Галерея Spider & Mous, Москва
Из пресс-релиза следовало, что проект является реакцией его авторов на «наметившуюся чрезмерную «стерилизацию» произведений искусства... лишающую права на существование целые секторы некоммерческого искусства». Следовательно, небрежность выполнения проекта «лишает художественный труд унизительного принуждения. Это, собственно, и есть истинное лицо искусства». Форма: башни Звездочетова из раскрашенных бросовых коробок и комиксы Литичевского, нарисованные на старых обоях. Содержание: вышеприведенная «идеология» противостояния и «реакции». И действительно, небрежность экспозиции была настолько тщательно выдержана, что собственно сам экспозиционный продукт с трудом был отличим от окружающих его как бы «не-экспозиционных» пространств: закутков, рабочих помещений, лестниц, ведущих куда-то за пределы галереи, и т. п. Но это могло случиться по крайней мере по двум причинам: или стиль материалов выставки действительно не позволял отличить их от вроде бы не-выставочных предметов (подобно тому как если бы рама вместо холста содержала самое себя), или подсобные помещения галереи содержатся ее хозяевами и гостями на уровне художественной экспозиции. Итак, первое ощущение: на выставке отсутствовала — или была затерта — граница, которая обычно легко различима, граница между самим галерейным пространством как таковым и помещенными в него предметами искусства.
Из этого первого ощущения последовало второе: стиль небрежности обезопасил проект от возможности «надругаться» над ним. Не то чтобы его нельзя было попытаться разрушить, что и было сделано в первый же день, но это не смотрелось как разрушение, деструкция или тем более деконструкция: коробки и комиксы не стали от этого менее (или более?) живописными. За «грязью» и «небрежностью» замаячила неожиданно мощная и устойчивая пластичность.
Кроме того, возникло впечатление (правда, не на самой выставке, а только сейчас, при написании этого текста) отсутствия четко выраженной «идеи» (если не считать за таковую очень лаконичный пресс-релиз) или ее намеренного утаивания, но можно предположить, что с наибольшим усердием и тщательностью утаивается именно отсутствие тайны.
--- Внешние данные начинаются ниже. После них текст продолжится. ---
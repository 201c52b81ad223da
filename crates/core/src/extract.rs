//! Readable text extraction.
//!
//! Turns raw HTML into a [`Page`]: a best-effort title plus the plain text
//! of every content text node under `<body>`, in document order.

use scraper::ElementRef;
use serde::Serialize;

use crate::parse::{Document, collapse_whitespace};
use crate::preprocess::{PreprocessConfig, preprocess_html};

/// Configuration for content extraction
#[derive(Debug, Clone, Default)]
pub struct ExtractConfig {
    /// Preprocessing configuration; its tag list also filters the tree walk
    pub preprocess: PreprocessConfig,
}

/// Title and plain text of a page.
#[derive(Debug, Clone, Default, PartialEq, Eq, Serialize)]
pub struct Page {
    /// Text of the `<title>` element, empty if there is none.
    pub title: String,
    /// Body text with whitespace runs collapsed to single spaces.
    pub text: String,
}

impl Page {
    pub fn new(title: impl Into<String>, text: impl Into<String>) -> Self {
        Self { title: title.into(), text: text.into() }
    }

    /// True when the page has no usable text.
    pub fn is_empty(&self) -> bool {
        self.text.is_empty()
    }
}

/// Extracts a [`Page`] using the default configuration.
pub fn extract_page(html: &str) -> Page {
    extract_page_with_config(html, &ExtractConfig::default())
}

/// Extracts a [`Page`] from HTML.
///
/// Never fails: malformed markup is parsed tolerantly and a page without a
/// title or text yields empty strings.
pub fn extract_page_with_config(html: &str, config: &ExtractConfig) -> Page {
    let cleaned = preprocess_html(html, &config.preprocess);
    let doc = Document::parse(&cleaned);

    let title = doc.title().unwrap_or_default();
    let text = match doc.body() {
        Some(body) => content_text(body, &config.preprocess),
        None => String::new(),
    };

    tracing::debug!(title = %title, chars = text.chars().count(), "extracted page text");

    Page { title, text }
}

/// Elements that start a new run of text; text inside one never glues to text outside it.
const BLOCK_TAGS: &[&str] = &[
    "address", "article", "blockquote", "body", "dd", "div", "dl", "dt", "figcaption", "figure", "h1", "h2", "h3",
    "h4", "h5", "h6", "li", "main", "ol", "p", "pre", "section", "table", "td", "th", "tr", "ul",
];

/// Joins the text nodes below `root`, skipping anything inside a removed tag.
///
/// Text nodes within the same block element are concatenated as-is so inline
/// markup does not introduce spaces; crossing a block boundary or a `<br>`
/// inserts one.
fn content_text(root: ElementRef<'_>, config: &PreprocessConfig) -> String {
    let mut output = String::new();
    let mut last_block = None;

    for node in root.descendants() {
        let Some(text) = node.value().as_text() else {
            continue;
        };

        let mut block = None;
        let mut removed = false;
        for el in node.ancestors().filter_map(ElementRef::wrap) {
            let name = el.value().name();
            if config.is_removed(name) {
                removed = true;
                break;
            }
            if block.is_none() && BLOCK_TAGS.contains(&name) {
                block = Some(el.id());
            }
        }
        if removed {
            continue;
        }

        let after_break = node
            .prev_sibling()
            .and_then(ElementRef::wrap)
            .is_some_and(|el| el.value().name() == "br");

        if block != last_block || after_break {
            output.push(' ');
        }
        output.push_str(text);
        last_block = block;
    }

    collapse_whitespace(&output)
}

#[cfg(test)]
mod tests {
    use super::*;

    const ARTICLE_HTML: &str = r##"
        <!DOCTYPE html>
        <html lang="en">
        <head>
            <title>Test Article</title>
            <style>.lead { font-weight: bold; }</style>
            <script>var tracking = "secret";</script>
        </head>
        <body>
            <header><h1>My Blog</h1></header>
            <nav><a href="/">Home</a> <a href="/about">About</a></nav>
            <article>
                <p class="lead">First   paragraph
                    with <em>emphasis</em>.</p>
                <p>Second paragraph.</p>
            </article>
            <aside>Sponsored</aside>
            <footer>All rights reserved</footer>
            <script>document.write("late script");</script>
        </body>
        </html>
    "##;

    #[test]
    fn test_extract_title_and_text() {
        let page = extract_page(ARTICLE_HTML);
        assert_eq!(page.title, "Test Article");
        assert_eq!(page.text, "First paragraph with emphasis. Second paragraph.");
    }

    #[test]
    fn test_extract_never_contains_script_or_style() {
        let page = extract_page(ARTICLE_HTML);
        for gone in ["secret", "late script", "font-weight", "My Blog", "Home", "Sponsored", "All rights reserved"] {
            assert!(!page.text.contains(gone), "{} leaked into text", gone);
        }
    }

    #[test]
    fn test_hidden_elements_kept_when_configured() {
        let config = ExtractConfig { preprocess: PreprocessConfig { remove_hidden: false, ..Default::default() } };
        let html = r#"<body><div style="display:none">Hidden</div><p>Kept</p><script>dropped()</script></body>"#;

        assert_eq!(extract_page_with_config(html, &config).text, "Hidden Kept");
        assert_eq!(extract_page(html).text, "Kept");
    }

    #[test]
    fn test_missing_title_is_empty() {
        let page = extract_page("<html><body><p>Only text</p></body></html>");
        assert_eq!(page.title, "");
        assert_eq!(page.text, "Only text");
    }

    #[test]
    fn test_title_not_part_of_text() {
        let page = extract_page("<html><head><title>Heading</title></head><body>Body</body></html>");
        assert_eq!(page.text, "Body");
    }

    #[test]
    fn test_empty_document() {
        let page = extract_page("");
        assert!(page.is_empty());
        assert_eq!(page.title, "");
    }

    #[test]
    fn test_malformed_html() {
        let page = extract_page("<p>Unclosed <b>bold <i>text</p><div>after");
        assert_eq!(page.text, "Unclosed bold text after");
    }

    #[test]
    fn test_adjacent_blocks_do_not_glue() {
        let page = extract_page("<body><p>One</p><p>Two</p><ul><li>Three</li></ul></body>");
        assert_eq!(page.text, "One Two Three");
    }

    #[test]
    fn test_inline_markup_joins_and_breaks_split() {
        let page = extract_page("<body><p>A <a href=\"#\">link</a>, then more.<br>Next line</p></body>");
        assert_eq!(page.text, "A link, then more. Next line");
    }
}
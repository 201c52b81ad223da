//! Request handlers for the HTML form and the JSON API.

use std::sync::Arc;

use axum::{
    Form, Json,
    extract::{State, rejection::JsonRejection},
    http::StatusCode,
    response::{Html, IntoResponse},
};
use gist_core::{DEFAULT_MIN_CHARS, DEFAULT_SENTENCES, FetchConfig, GistError, Summarizer, Summary, SummaryConfig, parse_url};
use serde::{Deserialize, Serialize};
use tracing::{debug, info, warn};

use crate::render::{self, FormValues, Outcome};

/// Shared application state
#[derive(Clone)]
pub struct AppState {
    pub fetch: Arc<FetchConfig>,
}

impl AppState {
    pub fn new(fetch: FetchConfig) -> Self {
        Self { fetch: Arc::new(fetch) }
    }
}

/// Form fields as submitted; numbers stay text until validated.
#[derive(Debug, Default, Deserialize)]
pub struct SummaryForm {
    #[serde(default)]
    pub url: String,
    #[serde(default)]
    pub sentences: String,
    #[serde(default)]
    pub min_chars: String,
    pub show_text: Option<String>,
}

impl From<SummaryForm> for FormValues {
    fn from(form: SummaryForm) -> Self {
        let defaults = FormValues::default();
        Self {
            url: form.url,
            sentences: if form.sentences.is_empty() { defaults.sentences } else { form.sentences },
            min_chars: if form.min_chars.is_empty() { defaults.min_chars } else { form.min_chars },
            show_text: form.show_text.is_some_and(|v| !v.is_empty() && v != "off"),
        }
    }
}

#[derive(Debug, Deserialize)]
pub struct SummaryRequest {
    pub url: String,
    pub sentences: Option<usize>,
    pub min_chars: Option<usize>,
}

#[derive(Debug, Serialize)]
pub struct ErrorResponse {
    pub error: String,
}

/// Health check endpoint
pub async fn health() -> &'static str {
    "ok"
}

/// Empty form
pub async fn index() -> Html<String> {
    Html(render::page(&FormValues::default(), Outcome::Empty))
}

/// Form submission: validates, fetches, summarizes and renders in one page.
pub async fn summarize_form(State(state): State<AppState>, Form(form): Form<SummaryForm>) -> impl IntoResponse {
    let values = FormValues::from(form);

    let (url, config) = match validate_form(&values) {
        Ok(parsed) => parsed,
        Err(message) => {
            debug!(%message, "rejected form submission");
            return (StatusCode::BAD_REQUEST, Html(render::page(&values, Outcome::Error(&message))));
        }
    };

    match run_summary(&state, &url, config).await {
        Ok(summary) => (StatusCode::OK, Html(render::page(&values, Outcome::Summary(&summary)))),
        Err(err) => {
            let message = err.to_string();
            (status_for(&err), Html(render::page(&values, Outcome::Error(&message))))
        }
    }
}

/// JSON API endpoint. Malformed bodies get the same `{ "error": ... }` shape as other invalid input.
pub async fn api_summary(
    State(state): State<AppState>,
    request: Result<Json<SummaryRequest>, JsonRejection>,
) -> impl IntoResponse {
    let request = match request {
        Ok(Json(request)) => request,
        Err(rejection) => {
            let error = rejection.body_text();
            debug!(%error, "rejected API request body");
            return (StatusCode::BAD_REQUEST, Json(ErrorResponse { error })).into_response();
        }
    };

    let config = SummaryConfig::builder()
        .sentences(request.sentences.unwrap_or(DEFAULT_SENTENCES))
        .min_chars(request.min_chars.unwrap_or(DEFAULT_MIN_CHARS))
        .build();

    match run_summary(&state, request.url.trim(), config).await {
        Ok(summary) => (StatusCode::OK, Json(summary)).into_response(),
        Err(err) => (status_for(&err), Json(ErrorResponse { error: err.to_string() })).into_response(),
    }
}

async fn run_summary(state: &AppState, url: &str, config: SummaryConfig) -> Result<Summary, GistError> {
    info!(url, sentences = config.sentences, min_chars = config.min_chars, "summarizing page");

    let result = Summarizer::with_config(config)
        .fetch_and_summarize_with_config(url, &state.fetch)
        .await;

    match &result {
        Ok(summary) => debug!(url, selected = summary.sentences.len(), "summary ready"),
        Err(err) if err.is_fetch_error() => warn!(url, error = %err, "fetch failed"),
        Err(err) => debug!(url, error = %err, "rejected request"),
    }
    result
}

/// Maps an error to its response status: bad input is the client's fault,
/// a failed fetch is the upstream site's.
pub fn status_for(err: &GistError) -> StatusCode {
    if err.is_invalid_input() {
        StatusCode::BAD_REQUEST
    } else if err.is_fetch_error() {
        StatusCode::BAD_GATEWAY
    } else {
        StatusCode::INTERNAL_SERVER_ERROR
    }
}

/// Checks form values and builds the summary configuration.
fn validate_form(values: &FormValues) -> Result<(String, SummaryConfig), String> {
    let url = values.url.trim();
    if url.is_empty() {
        return Err("Please enter a URL to summarize.".to_string());
    }
    parse_url(url).map_err(|err| err.to_string())?;

    let sentences = match values.sentences.trim().parse::<i64>() {
        Ok(n) if n > 0 => n as usize,
        _ => return Err("Number of sentences must be a positive whole number.".to_string()),
    };
    let min_chars = values
        .min_chars
        .trim()
        .parse::<usize>()
        .map_err(|_| "Minimum characters must be a whole number of zero or more.".to_string())?;

    let config = SummaryConfig::builder().sentences(sentences).min_chars(min_chars).build();
    Ok((url.to_string(), config))
}
use anyhow::{Context, Result};
use gist_server::{AppState, Config, create_router};
use tokio::net::TcpListener;
use tracing_subscriber::{layer::SubscriberExt, util::SubscriberInitExt};

#[tokio::main]
async fn main() -> Result<()> {
    tracing_subscriber::registry()
        .with(
            tracing_subscriber::EnvFilter::try_from_default_env()
                .unwrap_or_else(|_| "info,gist_server=debug,gist_core=info,tower_http=debug".into()),
        )
        .with(tracing_subscriber::fmt::layer())
        .init();

    let config = Config::from_env().context("Failed to load configuration")?;
    tracing::info!(timeout = config.fetch.timeout, "configuration loaded");

    let app = create_router(AppState::new(config.fetch));

    let listener = TcpListener::bind(config.addr)
        .await
        .with_context(|| format!("Failed to bind {}", config.addr))?;
    tracing::info!("listening on http://{}", config.addr);

    axum::serve(listener, app)
        .with_graceful_shutdown(async {
            let _ = tokio::signal::ctrl_c().await;
            tracing::info!("shutting down");
        })
        .await
        .context("HTTP server error")?;

    Ok(())
}
pub mod config;
pub mod handlers;
pub mod render;
pub mod routes;

pub use config::Config;
pub use handlers::AppState;
pub use routes::create_router;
И опять-таки неясно: то ли замысел содержал в себе это мерцание отсутствия-присутствия, то ли это мерцание является побочным и неожиданным продуктом. Кстати, это мерцание идеи, вернее, мерцание ее непроявленности как идеи можно отнести практически ко всем художественным проектам.
Проблема границы, проблема пластичности, проблема идеи — из всего этого следует и то, что «простота» сегодня — в отличие от «сложности» — практически недоступна.